──────── SUPPLIED DATA
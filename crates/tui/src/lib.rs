//! # OpenCode Status Bar TUI
//!
//! A terminal stand-in for an editor status bar: it shows the connection
//! indicator for the configured OpenCode server, runs manual tests on demand
//! and restarts monitoring when the settings file changes.
//!
//! ## Keys
//!
//! - `t` test the connection now
//! - `Enter` or a click on the status bar: show the server address
//! - `r` reload settings from disk and restart monitoring
//! - `o` show the embedded view URL
//! - `q`, `Esc`, `Ctrl+C` quit

mod app;
mod ui;

use std::sync::Arc;

use anyhow::Result;
use opencode_health::HealthMonitor;
use opencode_util::SettingsStore;

/// Runs the status-bar loop until the user quits.
///
/// The monitor is started with the current settings and stopped on exit.
pub async fn run(settings: Arc<SettingsStore>, monitor: Arc<HealthMonitor>) -> Result<()> {
    ui::runtime::run_app(settings, monitor).await
}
────────────────
_PROBLEM:_
Return each line among the entries that holds the word "server".

_ANSWER FOR THE TASK:_
//! indicator for the configured OpenCode server, runs manual tests on demand
//! - `Enter` or a click on the status bar: show the server address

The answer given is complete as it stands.